* [Exercise description]: Please repeat each entry. Match every word exactly.

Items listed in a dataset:
-*-*-
//! Host-backed tensor handles
//!
//! An [`NdArray`] is a handle: clones share the same storage. The executor
//! owns one handle per storage entry and lends clones to operator closures
//! and to debug callers.

use std::fmt;
use std::str::FromStr;
use std::sync::{Arc, RwLock};

use byteorder::{ByteOrder, LittleEndian};
use serde::{Deserialize, Serialize};

use crate::device::{Device, DeviceApiTable};
use crate::error::{DebugResult, DebugRuntimeError};

/// Element type
#[derive(Debug, Clone, Copy, PartialEq, Eq, Hash, Serialize, Deserialize)]
#[serde(rename_all = "lowercase")]
pub enum DType {
    Float32,
    Float64,
    Int32,
    Int64,
    UInt8,
}

impl DType {
    pub fn size_bytes(self) -> usize {
        match self {
            DType::Float32 | DType::Int32 => 4,
            DType::Float64 | DType::Int64 => 8,
            DType::UInt8 => 1,
        }
    }

    pub fn name(self) -> &'static str {
        match self {
            DType::Float32 => "float32",
            DType::Float64 => "float64",
            DType::Int32 => "int32",
            DType::Int64 => "int64",
            DType::UInt8 => "uint8",
        }
    }
}

impl FromStr for DType {
    type Err = DebugRuntimeError;

    fn from_str(s: &str) -> Result<Self, Self::Err> {
        match s {
            "float32" => Ok(DType::Float32),
            "float64" => Ok(DType::Float64),
            "int32" => Ok(DType::Int32),
            "int64" => Ok(DType::Int64),
            "uint8" => Ok(DType::UInt8),
            other => Err(DebugRuntimeError::InvalidGraph(format!(
                "unsupported dtype '{other}'"
            ))),
        }
    }
}

impl fmt::Display for DType {
    fn fmt(&self, f: &mut fmt::Formatter<'_>) -> fmt::Result {
        f.write_str(self.name())
    }
}

/// Tensor handle: shape, dtype, device and shared byte storage
#[derive(Clone)]
pub struct NdArray {
    shape: Vec<usize>,
    dtype: DType,
    device: Device,
    data: Arc<RwLock<Vec<u8>>>,
}

impl NdArray {
    /// Zero-filled tensor
    pub fn empty(shape: &[usize], dtype: DType, device: Device) -> Self {
        let count: usize = shape.iter().product();
        NdArray {
            shape: shape.to_vec(),
            dtype,
            device,
            data: Arc::new(RwLock::new(vec![0u8; count * dtype.size_bytes()])),
        }
    }

    pub fn from_f32(shape: &[usize], values: &[f32], device: Device) -> DebugResult<Self> {
        let array = NdArray::empty(shape, DType::Float32, device);
        array.write_f32(values)?;
        Ok(array)
    }

    pub fn shape(&self) -> &[usize] {
        &self.shape
    }

    pub fn dtype(&self) -> DType {
        self.dtype
    }

    pub fn device(&self) -> Device {
        self.device
    }

    pub fn element_count(&self) -> usize {
        self.shape.iter().product()
    }

    pub fn byte_size(&self) -> usize {
        self.element_count() * self.dtype.size_bytes()
    }

    /// True when both handles point at the same storage
    pub fn shares_storage(&self, other: &NdArray) -> bool {
        Arc::ptr_eq(&self.data, &other.data)
    }

    pub fn to_bytes(&self) -> DebugResult<Vec<u8>> {
        Ok(self.data.read()?.clone())
    }

    pub fn copy_from_bytes(&self, bytes: &[u8]) -> DebugResult<()> {
        let mut data = self.data.write()?;
        if data.len() != bytes.len() {
            return Err(DebugRuntimeError::SizeMismatch {
                src: bytes.len(),
                dst: data.len(),
            });
        }
        data.copy_from_slice(bytes);
        Ok(())
    }

    pub fn to_f32_vec(&self) -> DebugResult<Vec<f32>> {
        self.expect_dtype(DType::Float32)?;
        let data = self.data.read()?;
        let mut out = vec![0f32; self.element_count()];
        LittleEndian::read_f32_into(&data, &mut out);
        Ok(out)
    }

    pub fn write_f32(&self, values: &[f32]) -> DebugResult<()> {
        self.expect_dtype(DType::Float32)?;
        if values.len() != self.element_count() {
            return Err(DebugRuntimeError::ShapeMismatch(format!(
                "{} values for tensor of shape {:?}",
                values.len(),
                self.shape
            )));
        }
        let mut data = self.data.write()?;
        LittleEndian::write_f32_into(values, &mut data);
        Ok(())
    }

    pub fn fill_f32(&self, value: f32) -> DebugResult<()> {
        self.write_f32(&vec![value; self.element_count()])
    }

    /// Copy this tensor's contents into `dst`
    ///
    /// Element type and element count must match. The source device is
    /// synchronized before its bytes are read, which is what makes the copy
    /// observe work still in flight on an accelerator.
    pub fn copy_to(&self, dst: &NdArray, devices: &DeviceApiTable) -> DebugResult<()> {
        if self.dtype != dst.dtype {
            return Err(DebugRuntimeError::DTypeMismatch {
                expected: self.dtype.to_string(),
                actual: dst.dtype.to_string(),
            });
        }
        if self.element_count() != dst.element_count() {
            return Err(DebugRuntimeError::ShapeMismatch(format!(
                "source {:?} vs. destination {:?}",
                self.shape, dst.shape
            )));
        }
        if self.byte_size() != dst.byte_size() {
            return Err(DebugRuntimeError::SizeMismatch {
                src: self.byte_size(),
                dst: dst.byte_size(),
            });
        }

        devices.synchronize(self.device)?;
        if self.shares_storage(dst) {
            return Ok(());
        }
        if self.device != dst.device {
            tracing::trace!("cross-device copy {} -> {}", self.device, dst.device);
        }

        let src = self.data.read()?;
        dst.data.write()?.copy_from_slice(&src);
        Ok(())
    }

    /// Copy `src`'s contents into this tensor
    pub fn copy_from(&self, src: &NdArray, devices: &DeviceApiTable) -> DebugResult<()> {
        src.copy_to(self, devices)
    }

    fn expect_dtype(&self, dtype: DType) -> DebugResult<()> {
        if self.dtype != dtype {
            return Err(DebugRuntimeError::DTypeMismatch {
                expected: dtype.to_string(),
                actual: self.dtype.to_string(),
            });
        }
        Ok(())
    }
}

impl fmt::Debug for NdArray {
    fn fmt(&self, f: &mut fmt::Formatter<'_>) -> fmt::Result {
        f.debug_struct("NdArray")
            .field("shape", &self.shape)
            .field("dtype", &self.dtype)
            .field("device", &self.device)
            .finish_non_exhaustive()
    }
}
-*-*-
* [Reply]:
//! Host-backed tensor handles
//!
//! An [`NdArray`] is a handle: clones share the same storage. The executor
//! owns one handle per storage entry and lends clones to operator closures
//! and to debug callers.

use std::fmt;
use std::str::FromStr;
use std::sync::{Arc, RwLock};

use byteorder::{ByteOrder, LittleEndian};
use serde::{Deserialize, Serialize};

use crate::device::{Device, DeviceApiTable};
use crate::error::{DebugResult, DebugRuntimeError};

/// Element type
#[derive(Debug, Clone, Copy, PartialEq, Eq, Hash, Serialize, Deserialize)]
#[serde(rename_all = "lowercase")]
pub enum DType {
    Float32,
    Float64,
    Int32,
    Int64,
    UInt8,
}

impl DType {
    pub fn size_bytes(self) -> usize {
        match self {
            DType::Float32 | DType::Int32 => 4,
            DType::Float64 | DType::Int64 => 8,
            DType::UInt8 => 1,
        }
    }

    pub fn name(self) -> &'static str {
        match self {
            DType::Float32 => "float32",
            DType::Float64 => "float64",
            DType::Int32 => "int32",
            DType::Int64 => "int64",
            DType::UInt8 => "uint8",
        }
    }
}

impl FromStr for DType {
    type Err = DebugRuntimeError;

    fn from_str(s: &str) -> Result<Self, Self::Err> {
        match s {
            "float32" => Ok(DType::Float32),
            "float64" => Ok(DType::Float64),
            "int32" => Ok(DType::Int32),
            "int64" => Ok(DType::Int64),
            "uint8" => Ok(DType::UInt8),
            other => Err(DebugRuntimeError::InvalidGraph(format!(
                "unsupported dtype '{other}'"
            ))),
        }
    }
}

impl fmt::Display for DType {
    fn fmt(&self, f: &mut fmt::Formatter<'_>) -> fmt::Result {
        f.write_str(self.name())
    }
}

/// Tensor handle: shape, dtype, device and shared byte storage
#[derive(Clone)]
pub struct NdArray {
    shape: Vec<usize>,
    dtype: DType,
    device: Device,
    data: Arc<RwLock<Vec<u8>>>,
}

impl NdArray {
    /// Zero-filled tensor
    pub fn empty(shape: &[usize], dtype: DType, device: Device) -> Self {
        let count: usize = shape.iter().product();
        NdArray {
            shape: shape.to_vec(),
            dtype,
            device,
            data: Arc::new(RwLock::new(vec![0u8; count * dtype.size_bytes()])),
        }
    }

    pub fn from_f32(shape: &[usize], values: &[f32], device: Device) -> DebugResult<Self> {
        let array = NdArray::empty(shape, DType::Float32, device);
        array.write_f32(values)?;
        Ok(array)
    }

    pub fn shape(&self) -> &[usize] {
        &self.shape
    }

    pub fn dtype(&self) -> DType {
        self.dtype
    }

    pub fn device(&self) -> Device {
        self.device
    }

    pub fn element_count(&self) -> usize {
        self.shape.iter().product()
    }

    pub fn byte_size(&self) -> usize {
        self.element_count() * self.dtype.size_bytes()
    }

    /// True when both handles point at the same storage
    pub fn shares_storage(&self, other: &NdArray) -> bool {
        Arc::ptr_eq(&self.data, &other.data)
    }

    pub fn to_bytes(&self) -> DebugResult<Vec<u8>> {
        Ok(self.data.read()?.clone())
    }

    pub fn copy_from_bytes(&self, bytes: &[u8]) -> DebugResult<()> {
        let mut data = self.data.write()?;
        if data.len() != bytes.len() {
            return Err(DebugRuntimeError::SizeMismatch {
                src: bytes.len(),
                dst: data.len(),
            });
        }
        data.copy_from_slice(bytes);
        Ok(())
    }

    pub fn to_f32_vec(&self) -> DebugResult<Vec<f32>> {
        self.expect_dtype(DType::Float32)?;
        let data = self.data.read()?;
        let mut out = vec![0f32; self.element_count()];
        LittleEndian::read_f32_into(&data, &mut out);
        Ok(out)
    }

    pub fn write_f32(&self, values: &[f32]) -> DebugResult<()> {
        self.expect_dtype(DType::Float32)?;
        if values.len() != self.element_count() {
            return Err(DebugRuntimeError::ShapeMismatch(format!(
                "{} values for tensor of shape {:?}",
                values.len(),
                self.shape
            )));
        }
        let mut data = self.data.write()?;
        LittleEndian::write_f32_into(values, &mut data);
        Ok(())
    }

    pub fn fill_f32(&self, value: f32) -> DebugResult<()> {
        self.write_f32(&vec![value; self.element_count()])
    }

    /// Copy this tensor's contents into `dst`
    ///
    /// Element type and element count must match. The source device is
    /// synchronized before its bytes are read, which is what makes the copy
    /// observe work still in flight on an accelerator.
    pub fn copy_to(&self, dst: &NdArray, devices: &DeviceApiTable) -> DebugResult<()> {
        if self.dtype != dst.dtype {
            return Err(DebugRuntimeError::DTypeMismatch {
                expected: self.dtype.to_string(),
                actual: dst.dtype.to_string(),
            });
        }
        if self.element_count() != dst.element_count() {
            return Err(DebugRuntimeError::ShapeMismatch(format!(
                "source {:?} vs. destination {:?}",
                self.shape, dst.shape
            )));
        }
        if self.byte_size() != dst.byte_size() {
            return Err(DebugRuntimeError::SizeMismatch {
                src: self.byte_size(),
                dst: dst.byte_size(),
            });
        }

        devices.synchronize(self.device)?;
        if self.shares_storage(dst) {
            return Ok(());
        }
        if self.device != dst.device {
            tracing::trace!("cross-device copy {} -> {}", self.device, dst.device);
        }

        let src = self.data.read()?;
        dst.data.write()?.copy_from_slice(&src);
        Ok(())
    }

    /// Copy `src`'s contents into this tensor
    pub fn copy_from(&self, src: &NdArray, devices: &DeviceApiTable) -> DebugResult<()> {
        src.copy_to(self, devices)
    }

    fn expect_dtype(&self, dtype: DType) -> DebugResult<()> {
        if self.dtype != dtype {
            return Err(DebugRuntimeError::DTypeMismatch {
                expected: dtype.to_string(),
                actual: self.dtype.to_string(),
            });
        }
        Ok(())
    }
}

impl fmt::Debug for NdArray {
    fn fmt(&self, f: &mut fmt::Formatter<'_>) -> fmt::Result {
        f.debug_struct("NdArray")
            .field("shape", &self.shape)
            .field("dtype", &self.dtype)
            .field("device", &self.device)
            .finish_non_exhaustive()
    }
}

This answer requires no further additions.